ABSTRACT

This article presents a novel comprehensive model about productivity, reliability and safety prediction of a Flexible Manufacturing Cell (FMC), and an innovative and accurate reliability analytical method of machines’ and robots’ failures is also proposed in this model. Probabilistic model checking, an automatic formal verification technique for analyzing quantitative properties of systems which exhibit stochastic behaviors, is applied to the productivity, reliability and safety analysis of different FMCs, by using the probabilistic model checking tool PRISM, manufacturing processes of a FMC example are modeled as Continuous-Time Markov Chains (CTMCs) with a simple and state-based language called PRISM language. In this model, failure rates of equipments are identified as positively related elements to their actual operating time, because the machine or robot processes work-pieces in discrete jobs with different frequencies and cycle time, failures are considered to occur only when they are really “working” (the machine is machining and the robot is loading or unloading a part) in the model.

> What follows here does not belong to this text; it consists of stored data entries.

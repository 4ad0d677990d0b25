//! # Record Store
//!
//! The storage seam: a key-value store holding one JSON array per
//! collection, loaded and saved whole.
//!
//! ## Implementations
//! ```text
//! ┌─────────────────────────────────────────────────────────────────────────┐
//! │                       RecordStore                                       │
//! │        load_collection(c) -> Option<String>                             │
//! │        save_collection(c, payload)                                      │
//! │                 │                                │                      │
//! │                 ▼                                ▼                      │
//! │   ┌───────────────────────────┐    ┌───────────────────────────┐       │
//! │   │  Database (pool.rs)       │    │  MemoryStore (this file)  │       │
//! │   │  record_collections table │    │  RwLock<HashMap>          │       │
//! │   │  one row per collection   │    │  tests, dry runs          │       │
//! │   └───────────────────────────┘    └───────────────────────────┘       │
//! └─────────────────────────────────────────────────────────────────────────┘
//! ```
//!
//! Stores know nothing about record shapes. Repositories decode the
//! payload with [`load_records`] and write it back with [`save_records`].

use std::collections::HashMap;
use std::fmt;
use std::future::Future;
use std::sync::Arc;

use serde::de::DeserializeOwned;
use serde::Serialize;
use tokio::sync::RwLock;

use crate::error::DbResult;

// =============================================================================
// Collections
// =============================================================================

/// The collections the storefront keeps.
#[derive(Debug, Clone, Copy, PartialEq, Eq, Hash)]
pub enum Collection {
    Orders,
    Subscriptions,
    Users,
}

impl Collection {
    pub const ALL: [Collection; 3] = [Collection::Orders, Collection::Subscriptions, Collection::Users];

    /// Storage key. Matches the keys the browser storefront used, so an
    /// exported browser collection can be imported as-is; the repositories
    /// read the browser record shapes alongside their own.
    pub const fn key(&self) -> &'static str {
        match self {
            Collection::Orders => "cafe_mehfil_orders",
            Collection::Subscriptions => "cafe_mehfil_subscriptions",
            Collection::Users => "cafe_mehfil_users",
        }
    }
}

impl fmt::Display for Collection {
    fn fmt(&self, f: &mut fmt::Formatter<'_>) -> fmt::Result {
        f.write_str(self.key())
    }
}

// =============================================================================
// RecordStore Trait
// =============================================================================

/// Whole-collection persistence.
///
/// `load_collection` returns `None` for a collection that has never been
/// saved. `save_collection` replaces the stored payload in one step.
pub trait RecordStore: Send + Sync {
    fn load_collection(
        &self,
        collection: Collection,
    ) -> impl Future<Output = DbResult<Option<String>>> + Send;

    fn save_collection(
        &self,
        collection: Collection,
        payload: String,
    ) -> impl Future<Output = DbResult<()>> + Send;
}

/// Loads and decodes a collection. A missing collection is empty.
pub async fn load_records<S, T>(store: &S, collection: Collection) -> DbResult<Vec<T>>
where
    S: RecordStore,
    T: DeserializeOwned,
{
    match store.load_collection(collection).await? {
        Some(payload) if !payload.trim().is_empty() => Ok(serde_json::from_str(&payload)?),
        _ => Ok(Vec::new()),
    }
}

/// Encodes and saves a whole collection.
pub async fn save_records<S, T>(store: &S, collection: Collection, records: &[T]) -> DbResult<()>
where
    S: RecordStore,
    T: Serialize,
{
    let payload = serde_json::to_string(records)?;
    store.save_collection(collection, payload).await
}

// =============================================================================
// In-Memory Store
// =============================================================================

/// A [`RecordStore`] that lives only as long as the process.
///
/// Clones share the same underlying map.
#[derive(Debug, Clone, Default)]
pub struct MemoryStore {
    collections: Arc<RwLock<HashMap<Collection, String>>>,
}

impl MemoryStore {
    pub fn new() -> Self {
        Self::default()
    }
}

impl RecordStore for MemoryStore {
    async fn load_collection(&self, collection: Collection) -> DbResult<Option<String>> {
        Ok(self.collections.read().await.get(&collection).cloned())
    }

    async fn save_collection(&self, collection: Collection, payload: String) -> DbResult<()> {
        self.collections.write().await.insert(collection, payload);
        Ok(())
    }
}

// =============================================================================
// Unit Tests
// =============================================================================
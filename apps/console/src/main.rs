//! # Mehfil Console Entry Point
//!
//! All logic lives in `mehfil_console`; this only parses arguments and maps
//! the result to an exit code.

use std::process::ExitCode;

use clap::Parser;
use mehfil_console::Cli;

#[tokio::main]
async fn main() -> ExitCode {
    let cli = Cli::parse();

    match mehfil_console::run(cli).await {
        Ok(true) => ExitCode::SUCCESS,
        Ok(false) => ExitCode::FAILURE,
        Err(e) => {
            eprintln!("error: {}", e.message);
            ExitCode::from(2)
        }
    }
}
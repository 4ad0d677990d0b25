//! Display helpers shared by the account, admin and subscription pages.

use chrono::{DateTime, Utc};

use crate::types::Subscription;

/// Long US-style date, e.g. `October 19, 2026`. Missing dates show `N/A`.
pub fn format_date(date: Option<&DateTime<Utc>>) -> String {
    match date {
        Some(date) => date.format("%B %-d, %Y").to_string(),
        None => "N/A".to_string(),
    }
}

/// Billing line for a subscription card, e.g. `$25.00 / Monthly`.
pub fn format_billing(sub: &Subscription) -> String {
    format!("{} / {}", sub.plan.amount_per_cycle(), sub.frequency.label())
}
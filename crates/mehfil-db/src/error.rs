//! # Database Error Types
//!
//! Error types for record store and repository operations.
//!
//! ## Error Flow
//! ```text
//! ┌─────────────────────────────────────────────────────────────────────────┐
//! │                    Error Propagation                                    │
//! │                                                                         │
//! │  sqlx::Error / serde_json::Error        CoreError (rule violation)     │
//! │       │                                      │                          │
//! │       └──────────────┬───────────────────────┘                          │
//! │                      ▼                                                  │
//! │  DbError (this module) ← Adds context and categorization               │
//! │       │                                                                 │
//! │       ▼                                                                 │
//! │  ApiError (console app) ← { code, message } for the storefront         │
//! └─────────────────────────────────────────────────────────────────────────┘
//! ```

use mehfil_core::CoreError;
use thiserror::Error;

/// Record store and repository errors.
#[derive(Debug, Error)]
pub enum DbError {
    /// Record id not present in its collection.
    ///
    /// ## When This Occurs
    /// - Updating an order or subscription that was never created
    /// - Looking up a user id that does not exist
    #[error("{entity} not found: {id}")]
    NotFound { entity: String, id: String },

    /// Unique constraint violation reported by SQLite.
    #[error("Duplicate {field}: '{value}' already exists")]
    UniqueViolation { field: String, value: String },

    /// Database connection failed.
    ///
    /// ## When This Occurs
    /// - Database file can't be created
    /// - File permissions issue
    /// - Disk full
    #[error("Connection failed: {0}")]
    ConnectionFailed(String),

    /// Migration failed.
    #[error("Migration failed: {0}")]
    MigrationFailed(String),

    /// Query execution failed.
    #[error("Query failed: {0}")]
    QueryFailed(String),

    /// Pool exhausted (all connections in use).
    #[error("Connection pool exhausted")]
    PoolExhausted,

    /// A stored collection could not be read or written as JSON.
    ///
    /// ## When This Occurs
    /// - A payload was edited by hand and no longer parses
    /// - A record has a status value this build does not know
    #[error("Serialization failed: {0}")]
    Serialization(String),

    /// A business rule rejected the change (invalid transition, validation).
    #[error(transparent)]
    Core(#[from] CoreError),

    /// Internal error.
    #[error("Internal database error: {0}")]
    Internal(String),
}

impl DbError {
    /// Creates a NotFound error for a given entity type and ID.
    pub fn not_found(entity: impl Into<String>, id: impl Into<String>) -> Self {
        DbError::NotFound {
            entity: entity.into(),
            id: id.into(),
        }
    }

    /// Creates a UniqueViolation error.
    pub fn duplicate(field: impl Into<String>, value: impl Into<String>) -> Self {
        DbError::UniqueViolation {
            field: field.into(),
            value: value.into(),
        }
    }

    /// Whether this is a [`DbError::NotFound`].
    pub fn is_not_found(&self) -> bool {
        matches!(self, DbError::NotFound { .. })
    }
}

/// Convert sqlx errors to DbError.
///
/// ## Error Mapping
/// ```text
/// sqlx::Error::RowNotFound    → DbError::NotFound
/// sqlx::Error::Database       → UNIQUE constraint → UniqueViolation, else QueryFailed
/// sqlx::Error::PoolTimedOut   → DbError::PoolExhausted
/// Other                       → DbError::Internal
/// ```
impl From<sqlx::Error> for DbError {
    fn from(err: sqlx::Error) -> Self {
        match err {
            sqlx::Error::RowNotFound => DbError::not_found("Record", "unknown"),

            sqlx::Error::Database(db_err) => {
                let msg = db_err.message();

                // "UNIQUE constraint failed: <table>.<column>"
                if let Some(field) = msg.strip_prefix("UNIQUE constraint failed: ") {
                    DbError::duplicate(field, "unknown")
                } else {
                    DbError::QueryFailed(msg.to_string())
                }
            }

            sqlx::Error::PoolTimedOut => DbError::PoolExhausted,

            sqlx::Error::PoolClosed => DbError::ConnectionFailed("Pool is closed".to_string()),

            _ => DbError::Internal(err.to_string()),
        }
    }
}

impl From<sqlx::migrate::MigrateError> for DbError {
    fn from(err: sqlx::migrate::MigrateError) -> Self {
        DbError::MigrationFailed(err.to_string())
    }
}

impl From<serde_json::Error> for DbError {
    fn from(err: serde_json::Error) -> Self {
        DbError::Serialization(err.to_string())
    }
}

impl From<mehfil_core::ValidationError> for DbError {
    fn from(err: mehfil_core::ValidationError) -> Self {
        DbError::Core(CoreError::Validation(err))
    }
}

/// Result type for database operations.
pub type DbResult<T> = Result<T, DbError>;

#[cfg(test)]
mod tests {
    use super::*;
    use mehfil_core::ValidationError;

    #[test]
    fn test_not_found_message() {
        let err = DbError::not_found("Order", "o-42");
        assert_eq!(err.to_string(), "Order not found: o-42");
        assert!(err.is_not_found());
    }

    #[test]
    fn test_validation_wraps_through_core() {
        let err: DbError = ValidationError::Required {
            field: "email".to_string(),
        }
        .into();
        assert!(matches!(err, DbError::Core(CoreError::Validation(_))));
        assert_eq!(err.to_string(), "Validation error: email is required");
    }

    #[test]
    fn test_json_error_maps_to_serialization() {
        let json_err = serde_json::from_str::<Vec<String>>("not json").unwrap_err();
        let err: DbError = json_err.into();
        assert!(matches!(err, DbError::Serialization(_)));
    }
}
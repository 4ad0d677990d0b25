//! # Commands
//!
//! The operations the storefront and the admin console call. Each returns
//! `Result<T, ApiError>`; callers wrap it in [`crate::error::Outcome`].
//!
//! ## Command Categories
//! - [`quote`]: catering quotes
//! - [`order`]: checkout, admin status and payment changes
//! - [`subscription`]: signup, pause/resume/cancel, payments, due lists
//! - [`account`]: signup, login, admin accounts

pub mod account;
pub mod order;
pub mod quote;
pub mod subscription;
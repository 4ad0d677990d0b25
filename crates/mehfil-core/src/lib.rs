//! # mehfil-core: Pure Business Logic for Cafe Mehfil
//!
//! Everything the storefront decides, as pure functions: catering quotes,
//! order and subscription lifecycles, validation, money.
//!
//! ## Architecture Position
//! ```text
//! ┌─────────────────────────────────────────────────────────────────────────┐
//! │                      Cafe Mehfil Architecture                           │
//! │                                                                         │
//! │  ┌─────────────────────────────────────────────────────────────────┐   │
//! │  │                Storefront pages / mehfil CLI                    │   │
//! │  │   Catering ──► Checkout ──► Account ──► Admin ──► Subscriptions │   │
//! │  └─────────────────────────────┬───────────────────────────────────┘   │
//! │                                │                                        │
//! │  ┌─────────────────────────────▼───────────────────────────────────┐   │
//! │  │                 apps/console (command layer)                    │   │
//! │  └─────────────────────────────┬───────────────────────────────────┘   │
//! │                                │                                        │
//! │  ┌─────────────────────────────▼───────────────────────────────────┐   │
//! │  │               ★ mehfil-core (THIS CRATE) ★                      │   │
//! │  │                                                                 │   │
//! │  │   ┌──────────┐  ┌──────────┐  ┌───────────┐  ┌────────────┐   │   │
//! │  │   │  quote   │  │ pricing  │  │ lifecycle │  │ validation │   │   │
//! │  │   │  engine  │  │  table   │  │ order/sub │  │   rules    │   │   │
//! │  │   └──────────┘  └──────────┘  └───────────┘  └────────────┘   │   │
//! │  │                                                                 │   │
//! │  │   NO I/O • NO DATABASE • NO CLOCK READS • PURE FUNCTIONS        │   │
//! │  └─────────────────────────────────────────────────────────────────┘   │
//! │                                │                                        │
//! │  ┌─────────────────────────────▼───────────────────────────────────┐   │
//! │  │                mehfil-db (record store layer)                   │   │
//! │  └─────────────────────────────────────────────────────────────────┘   │
//! └─────────────────────────────────────────────────────────────────────────┘
//! ```
//!
//! ## Modules
//!
//! - [`quote`] - Catering quote engine
//! - [`pricing`] - Overridable pricing table the engine reads
//! - [`lifecycle`] - Order and subscription status machines, due dates
//! - [`types`] - Domain types (Order, Subscription, User, ...)
//! - [`money`] - Integer-cent money with round-up conversion from dollars
//! - [`clock`] - Injected source of "now"
//! - [`validation`] - Input checks for write paths
//! - [`format`] - Display helpers
//! - [`error`] - Domain error types
//!
//! ## Example Usage
//!
//! ```rust
//! use mehfil_core::pricing::PricingConfig;
//! use mehfil_core::quote::{calculate_quote, FulfillmentMethod, QuoteInput};
//!
//! let input = QuoteInput {
//!     fulfillment_method: FulfillmentMethod::Delivery,
//!     distance_one_way_km: 10.0,
//!     ..QuoteInput::default()
//! };
//! let quote = calculate_quote(&PricingConfig::default(), &input);
//!
//! // 20 km round trip at 10 km/L and $1.50/L is $3.00, billed as $5.00
//! assert_eq!(quote.delivery_fee.cents(), 500);
//! ```

// =============================================================================
// Module Declarations
// =============================================================================

pub mod clock;
pub mod error;
pub mod format;
pub mod lifecycle;
pub mod money;
pub mod pricing;
pub mod quote;
pub mod types;
pub mod validation;

// =============================================================================
// Re-exports for Convenience
// =============================================================================

pub use clock::{Clock, ManualClock, SystemClock};
pub use error::{CoreError, CoreResult, ValidationError};
pub use lifecycle::TransitionPolicy;
pub use money::Money;
pub use pricing::PricingConfig;
pub use quote::{calculate_quote, calculate_quote_checked, QuoteInput, QuoteResult};
pub use types::*;

// =============================================================================
// Crate-Level Constants
// =============================================================================

/// How far ahead "upcoming" subscription payments look.
pub const UPCOMING_WINDOW_DAYS: i64 = 7;

/// Shortest password accepted at signup.
pub const MIN_PASSWORD_LENGTH: usize = 6;

/// Longest display name accepted.
pub const MAX_NAME_LENGTH: usize = 100;

/// Maximum quantity of a single line item.
///
/// Catches a typed 1000 where 10 was meant; catering volumes go through
/// the quote engine, not the cart.
pub const MAX_ITEM_QUANTITY: i64 = 999;

/// Maximum distinct line items in one order or subscription.
pub const MAX_ORDER_ITEMS: usize = 100;

/// Email of the administrator account created on first start.
pub const DEFAULT_ADMIN_EMAIL: &str = "admin@cafemehfil.com";
//! # Order Commands
//!
//! Checkout plus the admin order screen.

use mehfil_core::validation::validate_new_order;
use mehfil_core::{NewOrder, Order, OrderStatus, PaymentStatus};
use mehfil_db::RecordStore;
use tracing::debug;

use crate::error::ApiError;
use crate::state::AppState;

/// Records a checkout after checking its items and owner.
pub async fn create_order<S: RecordStore>(
    state: &AppState<S>,
    new: NewOrder,
) -> Result<Order, ApiError> {
    debug!(user_id = %new.user_id, items = new.items.len(), "create_order command");
    validate_new_order(&new)?;
    Ok(state.repos().orders().create(new).await?)
}

/// Every order, or one customer's, newest first.
pub async fn list_orders<S: RecordStore>(
    state: &AppState<S>,
    user_id: Option<&str>,
) -> Result<Vec<Order>, ApiError> {
    let orders = state.repos().orders();
    match user_id {
        Some(user_id) => Ok(orders.list_by_user(user_id).await?),
        None => Ok(orders.list().await?),
    }
}

pub async fn get_order<S: RecordStore>(state: &AppState<S>, id: &str) -> Result<Order, ApiError> {
    state
        .repos()
        .orders()
        .get_by_id(id)
        .await?
        .ok_or_else(|| ApiError::not_found("Order", id))
}

/// Admin status change. `status` is the stored name, e.g. `shipped`.
pub async fn update_order_status<S: RecordStore>(
    state: &AppState<S>,
    id: &str,
    status: &str,
) -> Result<Order, ApiError> {
    let status: OrderStatus = status.parse()?;
    debug!(order_id = %id, status = %status, "update_order_status command");
    Ok(state.repos().orders().update_status(id, status).await?)
}

/// Admin payment change, e.g. confirming an e-transfer.
pub async fn update_payment_status<S: RecordStore>(
    state: &AppState<S>,
    id: &str,
    payment_status: &str,
) -> Result<Order, ApiError> {
    let payment_status: PaymentStatus = payment_status.parse()?;
    debug!(order_id = %id, payment_status = %payment_status, "update_payment_status command");
    Ok(state
        .repos()
        .orders()
        .update_payment_status(id, payment_status)
        .await?)
}

#[cfg(test)]
mod tests {
    use super::*;
    use crate::config::AppConfig;
    use crate::error::{ErrorCode, Outcome};
    use mehfil_core::{LineItem, Money, PaymentMethod, TransitionPolicy};
    use mehfil_db::MemoryStore;

    fn state(policy: TransitionPolicy) -> AppState<MemoryStore> {
        let config = AppConfig {
            order_transitions: policy,
            ..AppConfig::default()
        };
        AppState::with_store(MemoryStore::new(), &config)
    }

    fn checkout(method: PaymentMethod) -> NewOrder {
        let items = vec![LineItem {
            product_id: "karak-chai-blend".into(),
            name: "Karak Chai Blend 250g".into(),
            image: Some("/images/karak.jpg".into()),
            unit_price: Money::from_cents(1499),
            quantity: 2,
        }];
        NewOrder {
            user_id: "u-1".into(),
            user_name: "Sana Malik".into(),
            user_email: "sana@example.com".into(),
            total_amount: mehfil_core::cart_total(&items),
            items,
            payment_method: method,
        }
    }

    #[tokio::test]
    async fn test_etransfer_confirmation_advances_order() {
        let state = state(TransitionPolicy::Permissive);
        let order = create_order(&state, checkout(PaymentMethod::Etransfer)).await.unwrap();
        assert_eq!(order.total_amount.cents(), 2998);
        assert_eq!(order.payment_status, PaymentStatus::AwaitingConfirmation);

        let order = update_payment_status(&state, &order.id, "confirmed").await.unwrap();
        assert_eq!(order.status, OrderStatus::Confirmed);
        assert_eq!(order.payment_status, PaymentStatus::Confirmed);
    }

    #[tokio::test]
    async fn test_permissive_allows_any_jump() {
        let state = state(TransitionPolicy::Permissive);
        let order = create_order(&state, checkout(PaymentMethod::Paypal)).await.unwrap();

        let order = update_order_status(&state, &order.id, "delivered").await.unwrap();
        assert_eq!(order.status, OrderStatus::Delivered);

        let order = update_order_status(&state, &order.id, "pending").await.unwrap();
        assert_eq!(order.status, OrderStatus::Pending);
    }

    #[tokio::test]
    async fn test_strict_rejects_skipping_ahead() {
        let state = state(TransitionPolicy::Strict);
        let order = create_order(&state, checkout(PaymentMethod::Paypal)).await.unwrap();

        let err = update_order_status(&state, &order.id, "shipped").await.unwrap_err();
        assert_eq!(err.code, ErrorCode::InvalidTransition);

        let order = update_order_status(&state, &order.id, "confirmed").await.unwrap();
        assert_eq!(order.status, OrderStatus::Confirmed);
    }

    #[tokio::test]
    async fn test_failures_become_outcomes() {
        let state = state(TransitionPolicy::Permissive);

        let outcome: Outcome<Order> = update_order_status(&state, "missing", "shipped").await.into();
        assert!(!outcome.success);
        assert_eq!(outcome.error.unwrap().code, ErrorCode::NotFound);

        let order = create_order(&state, checkout(PaymentMethod::Paypal)).await.unwrap();
        let outcome: Outcome<Order> = update_order_status(&state, &order.id, "teleported").await.into();
        assert_eq!(outcome.error.unwrap().code, ErrorCode::ValidationError);

        let err = get_order(&state, "missing").await.unwrap_err();
        assert_eq!(err.code, ErrorCode::NotFound);
    }

    #[tokio::test]
    async fn test_empty_checkout_rejected() {
        let state = state(TransitionPolicy::Permissive);
        let mut new = checkout(PaymentMethod::Paypal);
        new.items.clear();

        let err = create_order(&state, new).await.unwrap_err();
        assert_eq!(err.code, ErrorCode::ValidationError);
        assert!(list_orders(&state, None).await.unwrap().is_empty());
    }

    #[tokio::test]
    async fn test_list_by_user() {
        let state = state(TransitionPolicy::Permissive);
        create_order(&state, checkout(PaymentMethod::Paypal)).await.unwrap();
        let mut other = checkout(PaymentMethod::Paypal);
        other.user_id = "u-2".into();
        create_order(&state, other).await.unwrap();

        assert_eq!(list_orders(&state, None).await.unwrap().len(), 2);
        let mine = list_orders(&state, Some("u-2")).await.unwrap();
        assert_eq!(mine.len(), 1);
        assert_eq!(mine[0].user_id, "u-2");
    }
}
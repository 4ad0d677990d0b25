//! # Error Types
//!
//! Domain-specific error types for mehfil-core.
//!
//! ## Error Hierarchy
//! ```text
//! ┌─────────────────────────────────────────────────────────────────────────┐
//! │                         Error Types                                     │
//! │                                                                         │
//! │  mehfil-core errors (this file)                                        │
//! │  ├── CoreError        - Lifecycle and account rule violations          │
//! │  └── ValidationError  - Input validation failures                      │
//! │                                                                         │
//! │  mehfil-db errors (separate crate)                                     │
//! │  └── DbError          - Not found, storage failures                    │
//! │                                                                         │
//! │  Console errors (in app)                                               │
//! │  └── ApiError         - What the storefront sees (serialized)          │
//! │                                                                         │
//! │  Flow: ValidationError → CoreError → DbError → ApiError → Storefront   │
//! └─────────────────────────────────────────────────────────────────────────┘
//! ```
//!
//! The quote engine has no error type on purpose: it coerces bad input
//! instead of rejecting it. Only the strict wrapper reports
//! [`ValidationError`]s.

use thiserror::Error;

// =============================================================================
// Core Error
// =============================================================================

/// Core business logic errors.
#[derive(Debug, Error)]
pub enum CoreError {
    /// An order status change was rejected by the strict transition table.
    ///
    /// Never produced under the default permissive policy.
    #[error("Order {order_id} cannot move from {from} to {to}")]
    InvalidOrderTransition {
        order_id: String,
        from: String,
        to: String,
    },

    /// A subscription status change was rejected.
    ///
    /// ## When This Occurs
    /// - Any change away from `cancelled` (terminal)
    /// - Pausing a subscription that was never paid for
    /// - Processing a payment on a cancelled subscription
    #[error("Subscription {subscription_id} cannot move from {from} to {to}")]
    InvalidSubscriptionTransition {
        subscription_id: String,
        from: String,
        to: String,
    },

    /// Email/password pair did not match any account.
    #[error("Invalid email or password")]
    InvalidCredentials,

    /// Validation error (wraps ValidationError).
    #[error("Validation error: {0}")]
    Validation(#[from] ValidationError),
}

// =============================================================================
// Validation Error
// =============================================================================

/// Input validation errors.
#[derive(Debug, Error)]
pub enum ValidationError {
    /// A required field is missing or empty.
    #[error("{field} is required")]
    Required { field: String },

    /// Field value is too short.
    #[error("{field} must be at least {min} characters")]
    TooShort { field: String, min: usize },

    /// Field value is too long.
    #[error("{field} must be at most {max} characters")]
    TooLong { field: String, max: usize },

    /// Numeric value is out of range.
    #[error("{field} must be between {min} and {max}")]
    OutOfRange { field: String, min: i64, max: i64 },

    /// Value must not be negative.
    #[error("{field} must not be negative")]
    Negative { field: String },

    /// Value must be positive.
    #[error("{field} must be positive")]
    MustBePositive { field: String },

    /// Invalid format (e.g., invalid email, non-numeric quantity).
    #[error("{field} has invalid format: {reason}")]
    InvalidFormat { field: String, reason: String },

    /// Duplicate value (e.g., email already registered).
    #[error("{field} '{value}' already exists")]
    Duplicate { field: String, value: String },

    /// Two fields that must match do not (password confirmation).
    #[error("{field} does not match")]
    Mismatch { field: String },
}

// =============================================================================
// Result Type Alias
// =============================================================================

/// Convenience type alias for Results with CoreError.
pub type CoreResult<T> = Result<T, CoreError>;

// =============================================================================
// Unit Tests
// =============================================================================

#[cfg(test)]
mod tests {
    use super::*;

    #[test]
    fn test_transition_error_message() {
        let err = CoreError::InvalidSubscriptionTransition {
            subscription_id: "sub-1".to_string(),
            from: "cancelled".to_string(),
            to: "active".to_string(),
        };
        assert_eq!(
            err.to_string(),
            "Subscription sub-1 cannot move from cancelled to active"
        );
    }

    #[test]
    fn test_validation_error_messages() {
        let err = ValidationError::Duplicate {
            field: "email".to_string(),
            value: "a@b.com".to_string(),
        };
        assert_eq!(err.to_string(), "email 'a@b.com' already exists");

        let err = ValidationError::Mismatch {
            field: "password confirmation".to_string(),
        };
        assert_eq!(err.to_string(), "password confirmation does not match");
    }

    #[test]
    fn test_validation_converts_to_core_error() {
        let validation_err = ValidationError::Required {
            field: "email".to_string(),
        };
        let core_err: CoreError = validation_err.into();
        assert!(matches!(core_err, CoreError::Validation(_)));
    }
}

Reliability analysis without consideration of production benefit and maintenance cost is unpractical in manufacturing industry, so the influences of reliability indexes such as Mean Time Between Failures (MTBF) and Mean Time To Repair (MTTR) are studied, besides, there is a potential safety risk in this FMC, when the robot drops a part, the operator will be struck by the robot if both the power source and interlock fail during this period, and the probability of the operator being stuck by the robot is calculated as the guide to safety production of this system.